(Exercise aim) Which lines in the data below contain the string "them"? Show each one.

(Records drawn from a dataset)
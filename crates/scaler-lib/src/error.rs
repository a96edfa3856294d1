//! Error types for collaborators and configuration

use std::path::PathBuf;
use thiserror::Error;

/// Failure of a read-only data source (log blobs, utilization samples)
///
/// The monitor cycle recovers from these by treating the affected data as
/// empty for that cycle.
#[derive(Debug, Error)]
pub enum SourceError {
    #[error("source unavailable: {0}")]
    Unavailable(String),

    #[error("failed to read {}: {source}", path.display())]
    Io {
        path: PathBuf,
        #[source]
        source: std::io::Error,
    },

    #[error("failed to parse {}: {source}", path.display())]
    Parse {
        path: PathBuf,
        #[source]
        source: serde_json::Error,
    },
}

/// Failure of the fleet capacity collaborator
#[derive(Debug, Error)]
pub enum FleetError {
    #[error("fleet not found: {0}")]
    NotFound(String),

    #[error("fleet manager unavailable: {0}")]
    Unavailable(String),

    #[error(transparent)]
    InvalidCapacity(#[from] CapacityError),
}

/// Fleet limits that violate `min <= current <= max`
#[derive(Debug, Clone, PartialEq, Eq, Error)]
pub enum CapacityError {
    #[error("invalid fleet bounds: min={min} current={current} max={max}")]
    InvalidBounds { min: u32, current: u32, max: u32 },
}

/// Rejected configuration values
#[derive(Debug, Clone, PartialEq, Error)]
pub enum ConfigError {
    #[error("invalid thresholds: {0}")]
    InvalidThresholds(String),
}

...

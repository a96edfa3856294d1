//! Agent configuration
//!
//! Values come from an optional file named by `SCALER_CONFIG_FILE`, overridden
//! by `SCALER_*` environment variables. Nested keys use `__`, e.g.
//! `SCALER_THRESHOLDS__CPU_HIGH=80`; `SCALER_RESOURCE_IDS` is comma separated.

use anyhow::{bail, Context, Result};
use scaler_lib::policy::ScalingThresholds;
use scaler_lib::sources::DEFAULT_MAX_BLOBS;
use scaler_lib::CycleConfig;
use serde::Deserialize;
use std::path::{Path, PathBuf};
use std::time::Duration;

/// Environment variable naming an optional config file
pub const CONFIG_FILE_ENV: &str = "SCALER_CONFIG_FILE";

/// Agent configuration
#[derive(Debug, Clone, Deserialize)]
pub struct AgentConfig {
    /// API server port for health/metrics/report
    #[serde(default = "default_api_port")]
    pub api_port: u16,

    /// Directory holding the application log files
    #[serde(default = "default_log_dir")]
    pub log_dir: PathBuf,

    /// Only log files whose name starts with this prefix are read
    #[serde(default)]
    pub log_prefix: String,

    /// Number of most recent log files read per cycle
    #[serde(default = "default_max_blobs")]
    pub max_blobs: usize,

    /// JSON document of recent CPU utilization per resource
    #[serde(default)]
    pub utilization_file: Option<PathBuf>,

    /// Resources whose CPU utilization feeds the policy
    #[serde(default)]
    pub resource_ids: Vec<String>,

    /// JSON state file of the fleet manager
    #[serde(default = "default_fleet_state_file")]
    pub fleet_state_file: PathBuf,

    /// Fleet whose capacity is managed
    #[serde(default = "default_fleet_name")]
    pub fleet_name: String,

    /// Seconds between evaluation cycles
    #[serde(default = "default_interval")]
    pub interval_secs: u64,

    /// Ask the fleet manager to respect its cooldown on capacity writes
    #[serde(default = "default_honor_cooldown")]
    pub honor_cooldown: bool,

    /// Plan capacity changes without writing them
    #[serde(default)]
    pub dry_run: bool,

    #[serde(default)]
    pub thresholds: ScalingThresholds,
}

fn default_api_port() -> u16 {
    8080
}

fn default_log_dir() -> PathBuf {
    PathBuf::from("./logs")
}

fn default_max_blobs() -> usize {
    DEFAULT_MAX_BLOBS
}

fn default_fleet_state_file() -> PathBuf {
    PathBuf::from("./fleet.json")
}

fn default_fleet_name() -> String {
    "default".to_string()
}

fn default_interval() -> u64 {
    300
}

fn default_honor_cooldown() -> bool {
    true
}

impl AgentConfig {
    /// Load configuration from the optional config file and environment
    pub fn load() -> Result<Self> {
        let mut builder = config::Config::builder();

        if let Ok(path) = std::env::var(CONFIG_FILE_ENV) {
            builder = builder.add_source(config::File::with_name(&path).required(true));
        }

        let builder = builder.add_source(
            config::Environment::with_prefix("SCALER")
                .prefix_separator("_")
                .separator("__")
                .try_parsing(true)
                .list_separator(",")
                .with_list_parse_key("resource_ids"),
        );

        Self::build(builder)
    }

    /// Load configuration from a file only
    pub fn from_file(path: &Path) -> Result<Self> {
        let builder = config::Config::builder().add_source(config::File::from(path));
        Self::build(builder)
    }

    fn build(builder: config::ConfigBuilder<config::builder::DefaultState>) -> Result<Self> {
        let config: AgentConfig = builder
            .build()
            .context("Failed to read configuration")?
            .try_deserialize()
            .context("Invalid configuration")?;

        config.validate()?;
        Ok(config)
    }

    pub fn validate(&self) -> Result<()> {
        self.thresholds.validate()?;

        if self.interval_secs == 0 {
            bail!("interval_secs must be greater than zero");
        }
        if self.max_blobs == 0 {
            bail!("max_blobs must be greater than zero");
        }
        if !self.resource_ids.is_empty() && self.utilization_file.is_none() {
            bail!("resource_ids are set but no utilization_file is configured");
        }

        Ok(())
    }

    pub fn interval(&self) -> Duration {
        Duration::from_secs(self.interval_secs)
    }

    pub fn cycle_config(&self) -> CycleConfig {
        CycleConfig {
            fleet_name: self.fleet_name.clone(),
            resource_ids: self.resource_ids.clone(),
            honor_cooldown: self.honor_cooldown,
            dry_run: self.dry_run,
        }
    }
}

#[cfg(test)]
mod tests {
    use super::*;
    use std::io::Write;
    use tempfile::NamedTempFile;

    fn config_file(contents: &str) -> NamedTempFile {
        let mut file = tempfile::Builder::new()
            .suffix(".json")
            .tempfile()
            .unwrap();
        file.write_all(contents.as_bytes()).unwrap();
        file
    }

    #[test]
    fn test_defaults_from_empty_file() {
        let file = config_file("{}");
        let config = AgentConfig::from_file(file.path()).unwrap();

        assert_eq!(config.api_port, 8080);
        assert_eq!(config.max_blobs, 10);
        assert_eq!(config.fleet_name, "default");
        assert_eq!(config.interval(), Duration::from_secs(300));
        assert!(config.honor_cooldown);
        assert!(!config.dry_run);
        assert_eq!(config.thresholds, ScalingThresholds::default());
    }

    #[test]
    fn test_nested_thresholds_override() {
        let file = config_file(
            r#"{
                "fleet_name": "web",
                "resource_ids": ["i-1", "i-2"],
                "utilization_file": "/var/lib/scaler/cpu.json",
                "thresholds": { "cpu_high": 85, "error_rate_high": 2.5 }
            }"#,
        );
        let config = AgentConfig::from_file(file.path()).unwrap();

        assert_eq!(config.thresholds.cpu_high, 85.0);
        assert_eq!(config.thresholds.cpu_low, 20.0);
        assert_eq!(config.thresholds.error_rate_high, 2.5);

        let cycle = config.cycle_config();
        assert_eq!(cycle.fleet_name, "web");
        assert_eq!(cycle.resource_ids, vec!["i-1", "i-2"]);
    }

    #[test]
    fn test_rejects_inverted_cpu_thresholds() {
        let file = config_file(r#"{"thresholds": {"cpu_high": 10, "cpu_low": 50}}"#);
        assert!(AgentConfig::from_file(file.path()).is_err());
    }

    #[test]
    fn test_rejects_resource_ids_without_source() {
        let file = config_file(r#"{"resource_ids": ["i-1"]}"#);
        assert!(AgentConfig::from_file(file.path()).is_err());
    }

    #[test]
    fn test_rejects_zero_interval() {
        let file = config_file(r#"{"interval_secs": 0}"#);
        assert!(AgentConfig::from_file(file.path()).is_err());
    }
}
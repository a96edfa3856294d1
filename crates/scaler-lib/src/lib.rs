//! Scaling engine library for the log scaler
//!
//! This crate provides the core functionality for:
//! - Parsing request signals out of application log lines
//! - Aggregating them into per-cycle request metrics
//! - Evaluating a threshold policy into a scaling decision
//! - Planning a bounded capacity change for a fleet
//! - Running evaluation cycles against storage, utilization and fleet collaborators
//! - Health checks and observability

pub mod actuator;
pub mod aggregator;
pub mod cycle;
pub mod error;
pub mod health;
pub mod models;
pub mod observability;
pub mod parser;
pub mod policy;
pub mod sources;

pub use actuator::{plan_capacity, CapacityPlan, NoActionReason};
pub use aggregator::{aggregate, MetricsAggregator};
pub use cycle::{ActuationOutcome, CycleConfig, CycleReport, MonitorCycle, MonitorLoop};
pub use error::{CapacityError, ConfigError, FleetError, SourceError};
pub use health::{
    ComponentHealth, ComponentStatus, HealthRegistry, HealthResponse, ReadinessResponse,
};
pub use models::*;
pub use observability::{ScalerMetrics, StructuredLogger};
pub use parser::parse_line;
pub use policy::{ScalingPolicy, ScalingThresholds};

...

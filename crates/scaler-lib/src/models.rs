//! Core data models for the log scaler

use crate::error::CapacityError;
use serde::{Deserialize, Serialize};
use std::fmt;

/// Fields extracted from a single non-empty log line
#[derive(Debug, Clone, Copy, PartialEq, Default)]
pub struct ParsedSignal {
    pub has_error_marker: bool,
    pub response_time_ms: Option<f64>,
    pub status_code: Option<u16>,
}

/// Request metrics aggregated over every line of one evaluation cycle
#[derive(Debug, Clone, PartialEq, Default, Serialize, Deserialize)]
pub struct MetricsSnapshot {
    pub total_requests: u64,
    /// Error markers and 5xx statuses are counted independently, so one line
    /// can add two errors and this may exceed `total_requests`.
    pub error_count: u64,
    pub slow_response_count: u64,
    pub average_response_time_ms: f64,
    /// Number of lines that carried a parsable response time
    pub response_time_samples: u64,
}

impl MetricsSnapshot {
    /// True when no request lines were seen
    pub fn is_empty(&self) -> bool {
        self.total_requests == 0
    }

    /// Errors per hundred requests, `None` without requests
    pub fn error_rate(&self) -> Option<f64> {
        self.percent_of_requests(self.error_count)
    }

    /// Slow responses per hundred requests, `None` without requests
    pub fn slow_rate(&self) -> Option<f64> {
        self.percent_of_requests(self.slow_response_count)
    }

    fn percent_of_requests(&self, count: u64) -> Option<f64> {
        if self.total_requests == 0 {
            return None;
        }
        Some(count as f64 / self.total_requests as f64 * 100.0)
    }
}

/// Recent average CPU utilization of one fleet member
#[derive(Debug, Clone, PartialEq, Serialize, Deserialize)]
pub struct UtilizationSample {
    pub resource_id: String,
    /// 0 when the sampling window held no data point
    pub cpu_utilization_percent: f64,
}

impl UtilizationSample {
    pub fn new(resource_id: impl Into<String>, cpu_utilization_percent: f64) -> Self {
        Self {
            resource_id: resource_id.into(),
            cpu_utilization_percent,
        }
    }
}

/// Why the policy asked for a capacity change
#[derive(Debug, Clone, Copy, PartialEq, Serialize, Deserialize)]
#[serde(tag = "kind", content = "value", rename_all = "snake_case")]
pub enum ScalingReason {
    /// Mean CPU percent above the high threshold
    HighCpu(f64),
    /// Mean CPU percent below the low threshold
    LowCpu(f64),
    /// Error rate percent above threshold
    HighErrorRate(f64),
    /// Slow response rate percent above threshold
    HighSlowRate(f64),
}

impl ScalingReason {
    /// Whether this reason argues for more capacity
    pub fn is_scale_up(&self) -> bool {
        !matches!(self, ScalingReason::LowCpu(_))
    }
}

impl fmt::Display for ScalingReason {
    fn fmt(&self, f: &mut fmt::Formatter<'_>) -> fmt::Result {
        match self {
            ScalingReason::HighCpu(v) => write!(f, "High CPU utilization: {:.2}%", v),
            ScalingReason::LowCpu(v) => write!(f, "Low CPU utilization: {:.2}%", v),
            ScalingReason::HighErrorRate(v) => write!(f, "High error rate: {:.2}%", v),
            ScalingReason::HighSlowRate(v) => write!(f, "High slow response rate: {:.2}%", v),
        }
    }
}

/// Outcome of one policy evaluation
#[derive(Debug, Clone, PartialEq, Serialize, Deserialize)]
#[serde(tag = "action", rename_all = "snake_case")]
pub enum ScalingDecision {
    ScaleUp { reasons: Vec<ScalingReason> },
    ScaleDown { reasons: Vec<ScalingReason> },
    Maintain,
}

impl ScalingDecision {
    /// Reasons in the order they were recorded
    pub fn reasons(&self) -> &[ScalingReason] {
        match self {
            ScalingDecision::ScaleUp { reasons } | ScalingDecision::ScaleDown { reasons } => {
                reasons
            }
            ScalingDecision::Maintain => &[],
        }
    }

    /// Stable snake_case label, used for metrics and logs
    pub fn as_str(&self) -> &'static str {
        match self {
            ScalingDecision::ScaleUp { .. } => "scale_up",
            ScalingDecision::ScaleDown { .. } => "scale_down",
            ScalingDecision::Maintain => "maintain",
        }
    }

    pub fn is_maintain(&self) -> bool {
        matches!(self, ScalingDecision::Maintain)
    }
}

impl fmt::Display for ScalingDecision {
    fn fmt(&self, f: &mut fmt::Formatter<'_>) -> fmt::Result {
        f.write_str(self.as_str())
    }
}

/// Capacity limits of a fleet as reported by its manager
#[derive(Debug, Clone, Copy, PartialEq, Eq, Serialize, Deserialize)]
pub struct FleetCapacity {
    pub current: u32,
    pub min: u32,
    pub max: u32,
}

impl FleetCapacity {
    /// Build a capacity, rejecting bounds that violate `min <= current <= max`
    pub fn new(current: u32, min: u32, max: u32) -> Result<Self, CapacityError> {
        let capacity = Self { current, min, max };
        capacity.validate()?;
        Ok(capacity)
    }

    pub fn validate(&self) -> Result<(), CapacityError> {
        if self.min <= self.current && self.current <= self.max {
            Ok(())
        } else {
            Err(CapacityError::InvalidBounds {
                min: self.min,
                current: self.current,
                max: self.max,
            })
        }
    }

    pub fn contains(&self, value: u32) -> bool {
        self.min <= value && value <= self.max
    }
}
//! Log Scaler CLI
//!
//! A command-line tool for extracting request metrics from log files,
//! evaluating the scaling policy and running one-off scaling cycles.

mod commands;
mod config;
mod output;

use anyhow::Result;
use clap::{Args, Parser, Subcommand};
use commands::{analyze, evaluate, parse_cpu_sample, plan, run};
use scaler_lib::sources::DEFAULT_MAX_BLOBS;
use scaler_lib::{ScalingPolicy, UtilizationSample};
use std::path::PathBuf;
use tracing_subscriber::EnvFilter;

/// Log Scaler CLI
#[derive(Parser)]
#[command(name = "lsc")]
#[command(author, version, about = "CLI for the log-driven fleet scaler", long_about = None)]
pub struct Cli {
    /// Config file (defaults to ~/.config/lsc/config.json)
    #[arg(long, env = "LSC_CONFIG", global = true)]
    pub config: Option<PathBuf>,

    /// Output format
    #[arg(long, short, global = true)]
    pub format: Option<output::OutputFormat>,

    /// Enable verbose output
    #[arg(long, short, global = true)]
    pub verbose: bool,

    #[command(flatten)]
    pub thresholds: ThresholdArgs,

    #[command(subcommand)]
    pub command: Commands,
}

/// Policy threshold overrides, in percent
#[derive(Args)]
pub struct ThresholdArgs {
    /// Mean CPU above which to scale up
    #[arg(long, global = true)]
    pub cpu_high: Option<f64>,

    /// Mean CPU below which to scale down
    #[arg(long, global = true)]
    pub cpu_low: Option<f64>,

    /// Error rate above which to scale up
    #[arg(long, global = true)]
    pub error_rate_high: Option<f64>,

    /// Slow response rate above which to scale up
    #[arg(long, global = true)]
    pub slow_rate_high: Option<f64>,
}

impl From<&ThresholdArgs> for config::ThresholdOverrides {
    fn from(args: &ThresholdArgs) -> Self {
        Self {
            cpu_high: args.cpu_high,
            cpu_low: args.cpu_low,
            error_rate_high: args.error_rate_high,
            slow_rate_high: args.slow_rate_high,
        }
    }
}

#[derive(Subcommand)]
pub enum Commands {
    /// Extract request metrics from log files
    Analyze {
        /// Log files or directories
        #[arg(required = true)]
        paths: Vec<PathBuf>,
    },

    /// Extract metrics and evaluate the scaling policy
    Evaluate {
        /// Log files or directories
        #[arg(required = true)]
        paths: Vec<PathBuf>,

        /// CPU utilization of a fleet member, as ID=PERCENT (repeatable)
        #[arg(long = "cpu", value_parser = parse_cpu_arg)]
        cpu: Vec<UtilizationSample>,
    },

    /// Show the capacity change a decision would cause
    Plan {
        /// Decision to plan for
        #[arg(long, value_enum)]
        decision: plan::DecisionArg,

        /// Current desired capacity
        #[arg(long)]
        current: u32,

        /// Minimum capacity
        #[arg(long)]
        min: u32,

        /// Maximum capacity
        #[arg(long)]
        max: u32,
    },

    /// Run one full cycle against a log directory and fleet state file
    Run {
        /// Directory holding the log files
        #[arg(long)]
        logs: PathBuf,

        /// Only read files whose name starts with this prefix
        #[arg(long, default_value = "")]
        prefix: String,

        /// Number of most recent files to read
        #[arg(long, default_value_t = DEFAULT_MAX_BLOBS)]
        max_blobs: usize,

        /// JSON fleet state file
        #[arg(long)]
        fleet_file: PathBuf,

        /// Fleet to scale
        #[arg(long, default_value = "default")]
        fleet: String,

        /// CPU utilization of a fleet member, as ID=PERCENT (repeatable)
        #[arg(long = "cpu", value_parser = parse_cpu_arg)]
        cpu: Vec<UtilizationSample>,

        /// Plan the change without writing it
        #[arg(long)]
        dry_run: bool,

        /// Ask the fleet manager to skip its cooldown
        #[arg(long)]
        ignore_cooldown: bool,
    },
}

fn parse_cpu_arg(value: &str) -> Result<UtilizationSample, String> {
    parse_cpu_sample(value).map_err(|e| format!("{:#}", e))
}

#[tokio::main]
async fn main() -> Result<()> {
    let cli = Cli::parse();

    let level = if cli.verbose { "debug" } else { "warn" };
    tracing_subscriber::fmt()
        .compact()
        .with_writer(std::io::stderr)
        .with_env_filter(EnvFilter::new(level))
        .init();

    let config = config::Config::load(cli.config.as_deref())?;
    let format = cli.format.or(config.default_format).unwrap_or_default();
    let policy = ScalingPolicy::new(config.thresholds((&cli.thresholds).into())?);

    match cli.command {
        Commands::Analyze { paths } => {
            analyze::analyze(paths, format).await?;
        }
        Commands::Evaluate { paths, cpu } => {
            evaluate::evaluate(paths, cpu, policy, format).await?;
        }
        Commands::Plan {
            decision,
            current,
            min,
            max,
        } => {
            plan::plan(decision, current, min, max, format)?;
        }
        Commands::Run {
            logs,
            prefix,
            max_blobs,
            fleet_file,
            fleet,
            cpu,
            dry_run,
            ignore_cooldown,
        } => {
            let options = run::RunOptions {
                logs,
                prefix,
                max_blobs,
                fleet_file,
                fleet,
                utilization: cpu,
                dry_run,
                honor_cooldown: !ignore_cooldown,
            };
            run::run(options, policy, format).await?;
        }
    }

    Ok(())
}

(Exercise answer)
    /// Plan capacity changes without writing them
//! - Aggregating them into per-cycle request metrics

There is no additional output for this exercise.